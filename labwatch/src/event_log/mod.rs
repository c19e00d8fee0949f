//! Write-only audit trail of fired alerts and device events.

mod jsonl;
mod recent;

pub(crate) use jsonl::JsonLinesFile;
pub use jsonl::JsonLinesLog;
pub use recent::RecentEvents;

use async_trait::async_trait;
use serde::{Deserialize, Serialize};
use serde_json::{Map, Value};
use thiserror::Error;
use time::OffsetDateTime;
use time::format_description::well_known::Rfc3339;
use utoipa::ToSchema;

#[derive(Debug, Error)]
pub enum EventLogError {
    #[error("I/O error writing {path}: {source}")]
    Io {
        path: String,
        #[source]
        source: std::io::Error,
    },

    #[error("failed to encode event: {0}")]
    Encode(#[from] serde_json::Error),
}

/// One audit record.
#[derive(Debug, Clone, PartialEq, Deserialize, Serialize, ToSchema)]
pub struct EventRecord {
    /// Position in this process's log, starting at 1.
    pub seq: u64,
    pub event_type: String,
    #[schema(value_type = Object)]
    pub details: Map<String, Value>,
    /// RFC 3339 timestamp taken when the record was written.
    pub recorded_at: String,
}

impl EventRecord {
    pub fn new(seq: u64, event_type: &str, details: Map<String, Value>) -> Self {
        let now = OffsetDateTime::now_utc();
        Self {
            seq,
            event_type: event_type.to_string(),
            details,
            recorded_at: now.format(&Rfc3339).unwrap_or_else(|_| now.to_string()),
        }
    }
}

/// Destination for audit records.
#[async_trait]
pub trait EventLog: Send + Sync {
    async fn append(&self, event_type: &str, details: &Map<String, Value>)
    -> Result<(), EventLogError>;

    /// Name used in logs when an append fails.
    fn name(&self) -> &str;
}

◆ Assignment ◆
Return all lines from the data above with "details" in them.

◆ Solved problem ◆
    pub details: Map<String, Value>,
    pub fn new(seq: u64, event_type: &str, details: Map<String, Value>) -> Self {
            details,
    async fn append(&self, event_type: &str, details: &Map<String, Value>)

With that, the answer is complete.